[TASK DESCRIPTION]:
Filter these entries so that only lines with the word "FromStr" remain.

ENTRIES SHOWN below:

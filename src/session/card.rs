use std::collections::HashMap;
use std::sync::Arc;

use serde::{Deserialize, Serialize};

use crate::rounds::TERM_FIELD;

#[derive(Debug, Clone, PartialEq, Eq, Serialize, Deserialize)]
#[serde(rename_all = "camelCase")]
pub struct Card {
    pub id: String,
    pub term: String,
    #[serde(default)]
    pub translations: HashMap<String, String>,
    #[serde(default)]
    pub category: String,
}

impl Card {
    pub fn new(id: impl Into<String>, term: impl Into<String>, category: impl Into<String>) -> Self {
        Self {
            id: id.into(),
            term: term.into(),
            translations: HashMap::new(),
            category: category.into(),
        }
    }

    pub fn with_translation(mut self, field: impl Into<String>, value: impl Into<String>) -> Self {
        self.translations.insert(field.into(), value.into());
        self
    }

    pub fn translation(&self, field: &str) -> Option<&str> {
        self.translations.get(field).map(String::as_str)
    }

    /// Resolves a layout field: `term` or a translation key.
    pub fn field(&self, name: &str) -> Option<&str> {
        if name == TERM_FIELD {
            Some(&self.term)
        } else {
            self.translation(name)
        }
    }
}

/// A card's occupancy of the current round's queue.
#[derive(Debug, Clone)]
pub struct QueueEntry {
    pub card: Arc<Card>,
    pub success_count: u32,
    pub failure_count: u32,
}

impl QueueEntry {
    pub fn new(card: Arc<Card>) -> Self {
        Self {
            card,
            success_count: 0,
            failure_count: 0,
        }
    }
}
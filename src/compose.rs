//! Deck composition for new sessions.
//!
//! Vocabulary comes from an external source; the ledger decides which entries make it into
//! the deck depending on the kind of session requested.

use std::collections::HashMap;
use std::fmt;
use std::path::Path;
use std::str::FromStr;

use serde::{Deserialize, Serialize};
use uuid::Uuid;

use crate::mastery::{MasteryLedger, WordKey, WordStat};
use crate::session::Card;
use crate::storage::StorageResult;

#[derive(Debug, Clone, PartialEq, Eq, Serialize, Deserialize)]
#[serde(rename_all = "camelCase")]
pub struct VocabularyEntry {
    pub term: String,
    pub translations: HashMap<String, String>,
    #[serde(default)]
    pub category: String,
}

impl VocabularyEntry {
    pub fn load_json<P: AsRef<Path>>(path: P) -> StorageResult<Vec<VocabularyEntry>> {
        let content = std::fs::read_to_string(path)?;
        Ok(serde_json::from_str(&content)?)
    }

    fn key(&self, native_language: &str) -> Option<WordKey> {
        self.translations
            .get(native_language)
            .map(|translation| WordKey::new(&self.term, translation))
    }

    fn to_card(&self) -> Card {
        Card {
            id: Uuid::new_v4().to_string(),
            term: self.term.clone(),
            translations: self.translations.clone(),
            category: self.category.clone(),
        }
    }
}

#[derive(Debug, Clone, Copy, PartialEq, Eq, Serialize, Deserialize, Default)]
#[serde(rename_all = "snake_case")]
pub enum DeckSource {
    /// Words the ledger has never seen, skipped ones included.
    #[default]
    Unseen,
    Practice,
    Mastered,
    Any,
}

impl fmt::Display for DeckSource {
    fn fmt(&self, f: &mut fmt::Formatter<'_>) -> fmt::Result {
        let name = match self {
            DeckSource::Unseen => "unseen",
            DeckSource::Practice => "practice",
            DeckSource::Mastered => "mastered",
            DeckSource::Any => "any",
        };
        f.write_str(name)
    }
}

impl FromStr for DeckSource {
    type Err = String;

    fn from_str(s: &str) -> Result<Self, Self::Err> {
        match s.trim().to_ascii_lowercase().as_str() {
            "unseen" | "new" => Ok(DeckSource::Unseen),
            "practice" => Ok(DeckSource::Practice),
            "mastered" => Ok(DeckSource::Mastered),
            "any" => Ok(DeckSource::Any),
            other => Err(format!("unknown deck source: {other}")),
        }
    }
}

/// Builds up to `size` cards. Entries without a translation for `native_language` are
/// never drawn, since the ledger could not key their answers.
pub fn compose_deck(
    entries: &[VocabularyEntry],
    ledger: &MasteryLedger,
    source: DeckSource,
    native_language: &str,
    size: usize,
) -> Vec<Card> {
    let usable: Vec<(WordKey, &VocabularyEntry)> = entries
        .iter()
        .filter_map(|entry| entry.key(native_language).map(|key| (key, entry)))
        .collect();

    let selected: Vec<&VocabularyEntry> = match source {
        DeckSource::Any => usable.iter().map(|(_, entry)| *entry).take(size).collect(),
        DeckSource::Unseen => usable
            .iter()
            .filter(|(key, _)| !ledger.has_stats(key.term(), key.translation()))
            .map(|(_, entry)| *entry)
            .take(size)
            .collect(),
        DeckSource::Practice => {
            match_ranked(&usable, ledger.get_words_needing_practice(ledger.len()), size)
        }
        DeckSource::Mastered => match_ranked(&usable, ledger.get_mastered_words(ledger.len()), size),
    };

    tracing::debug!(
        source = %source,
        candidates = usable.len(),
        selected = selected.len(),
        "deck composed"
    );
    selected.into_iter().map(VocabularyEntry::to_card).collect()
}

fn match_ranked<'a>(
    usable: &[(WordKey, &'a VocabularyEntry)],
    ranked: Vec<WordStat>,
    size: usize,
) -> Vec<&'a VocabularyEntry> {
    let by_key: HashMap<&WordKey, &'a VocabularyEntry> =
        usable.iter().map(|(key, entry)| (key, *entry)).collect();

    ranked
        .iter()
        .filter_map(|stat| by_key.get(&stat.key()).copied())
        .take(size)
        .collect()
}
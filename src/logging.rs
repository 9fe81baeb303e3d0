use std::path::Path;

use tracing_appender::non_blocking::WorkerGuard;
use tracing_appender::rolling::{RollingFileAppender, Rotation};
use tracing_subscriber::{fmt, layer::SubscriberExt, util::SubscriberInitExt, EnvFilter};

use crate::config::Config;

const CRATE_TARGET: &str = "danci_session";
const LOG_FILE_PREFIX: &str = "danci-session.log";

/// Keeps the non-blocking file writer flushing until the drill exits.
pub struct FileLogGuard {
    _guard: WorkerGuard,
}

/// A bare level (`debug`) applies to this crate only, with dependencies held at `warn`.
/// Anything that already looks like a directive list is used as is.
pub fn filter_directives(log_level: &str) -> String {
    let level = log_level.trim();
    if level.is_empty() {
        return format!("warn,{CRATE_TARGET}=info");
    }
    if level.contains('=') || level.contains(',') {
        return level.to_string();
    }
    format!("warn,{CRATE_TARGET}={level}")
}

/// Compact, timestamp-free events on stderr so they stay out of the way of the prompts on
/// stdout. A daily rolling file gets the full format when `config.log_dir` is set.
pub fn init_tracing(config: &Config) -> Option<FileLogGuard> {
    let env_filter = EnvFilter::try_new(filter_directives(&config.log_level))
        .unwrap_or_else(|_| EnvFilter::new(format!("warn,{CRATE_TARGET}=info")));
    let stderr_layer = fmt::layer()
        .compact()
        .without_time()
        .with_target(false)
        .with_writer(std::io::stderr);

    let file = config.log_dir.as_deref().and_then(open_log_file);
    match file {
        Some((file_writer, guard)) => {
            let file_layer = fmt::layer()
                .with_writer(file_writer)
                .with_ansi(false)
                .with_target(true);

            tracing_subscriber::registry()
                .with(env_filter)
                .with(stderr_layer)
                .with(file_layer)
                .init();

            Some(FileLogGuard { _guard: guard })
        }
        None => {
            tracing_subscriber::registry()
                .with(env_filter)
                .with(stderr_layer)
                .init();
            None
        }
    }
}

fn open_log_file(dir: &Path) -> Option<(tracing_appender::non_blocking::NonBlocking, WorkerGuard)> {
    if let Err(err) = std::fs::create_dir_all(dir) {
        eprintln!("file logging disabled, cannot create {}: {err}", dir.display());
        return None;
    }
    let appender = RollingFileAppender::new(Rotation::DAILY, dir, LOG_FILE_PREFIX);
    Some(tracing_appender::non_blocking(appender))
}
use std::fs;
use std::io::ErrorKind;
use std::path::{Path, PathBuf};

use super::{SnapshotStore, StorageError, StorageResult};

/// Stores each key as `<dir>/<key>.json`.
///
/// Writes land in a sibling temp file first and are renamed into place, so a crash mid-write
/// leaves the previous snapshot intact.
#[derive(Debug, Clone)]
pub struct JsonFileStore {
    dir: PathBuf,
}

impl JsonFileStore {
    pub fn open<P: AsRef<Path>>(dir: P) -> StorageResult<Self> {
        let dir = dir.as_ref().to_path_buf();
        fs::create_dir_all(&dir)?;
        Ok(Self { dir })
    }

    pub fn dir(&self) -> &Path {
        &self.dir
    }

    fn path_for(&self, key: &str) -> StorageResult<PathBuf> {
        let valid = !key.is_empty()
            && key
                .chars()
                .all(|c| c.is_ascii_alphanumeric() || c == '_' || c == '-' || c == '.')
            && !key.starts_with('.');
        if !valid {
            return Err(StorageError::InvalidKey(key.to_string()));
        }
        Ok(self.dir.join(format!("{key}.json")))
    }
}

impl SnapshotStore for JsonFileStore {
    fn get(&self, key: &str) -> StorageResult<Option<String>> {
        let path = self.path_for(key)?;
        match fs::read_to_string(&path) {
            Ok(content) => Ok(Some(content)),
            Err(err) if err.kind() == ErrorKind::NotFound => Ok(None),
            Err(err) => Err(err.into()),
        }
    }

    fn set(&self, key: &str, value: &str) -> StorageResult<()> {
        let path = self.path_for(key)?;
        let tmp = path.with_extension("json.tmp");
        fs::write(&tmp, value)?;
        fs::rename(&tmp, &path)?;
        Ok(())
    }

    fn remove(&self, key: &str) -> StorageResult<()> {
        let path = self.path_for(key)?;
        match fs::remove_file(&path) {
            Ok(()) => Ok(()),
            Err(err) if err.kind() == ErrorKind::NotFound => Ok(()),
            Err(err) => Err(err.into()),
        }
    }
}
use serde::Serialize;

#[derive(Debug, Clone, PartialEq, Serialize)]
#[serde(tag = "type", content = "payload", rename_all = "SCREAMING_SNAKE_CASE")]
pub enum SessionEvent {
    GameStarted {
        mode_id: String,
        deck_size: usize,
    },
    RoundStarted {
        round_index: usize,
        round_id: String,
        size: usize,
    },
    Answered {
        card_id: String,
        round_index: usize,
        success: bool,
    },
    CardGraduated {
        card_id: String,
        round_index: usize,
    },
    Skipped {
        card_id: String,
        round_index: usize,
    },
    GameCompleted {
        skipped: usize,
    },
    Reset,
}

impl SessionEvent {
    pub fn event_type(&self) -> &'static str {
        match self {
            SessionEvent::GameStarted { .. } => "GAME_STARTED",
            SessionEvent::RoundStarted { .. } => "ROUND_STARTED",
            SessionEvent::Answered { .. } => "ANSWERED",
            SessionEvent::CardGraduated { .. } => "CARD_GRADUATED",
            SessionEvent::Skipped { .. } => "SKIPPED",
            SessionEvent::GameCompleted { .. } => "GAME_COMPLETED",
            SessionEvent::Reset => "RESET",
        }
    }
}

pub type SessionListener = Box<dyn Fn(&SessionEvent) + Send + Sync>;
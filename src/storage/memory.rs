use std::collections::HashMap;

use parking_lot::Mutex;

use super::{SnapshotStore, StorageResult};

#[derive(Debug, Default)]
pub struct MemoryStore {
    entries: Mutex<HashMap<String, String>>,
}

impl MemoryStore {
    pub fn new() -> Self {
        Self::default()
    }

    pub fn len(&self) -> usize {
        self.entries.lock().len()
    }

    pub fn is_empty(&self) -> bool {
        self.entries.lock().is_empty()
    }
}

impl SnapshotStore for MemoryStore {
    fn get(&self, key: &str) -> StorageResult<Option<String>> {
        Ok(self.entries.lock().get(key).cloned())
    }

    fn set(&self, key: &str, value: &str) -> StorageResult<()> {
        self.entries.lock().insert(key.to_string(), value.to_string());
        Ok(())
    }

    fn remove(&self, key: &str) -> StorageResult<()> {
        self.entries.lock().remove(key);
        Ok(())
    }
}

End of ENTRIES SHOWN.

[OUTPUT OF THE EXERCISE]:
use std::str::FromStr;
impl FromStr for DeckSource {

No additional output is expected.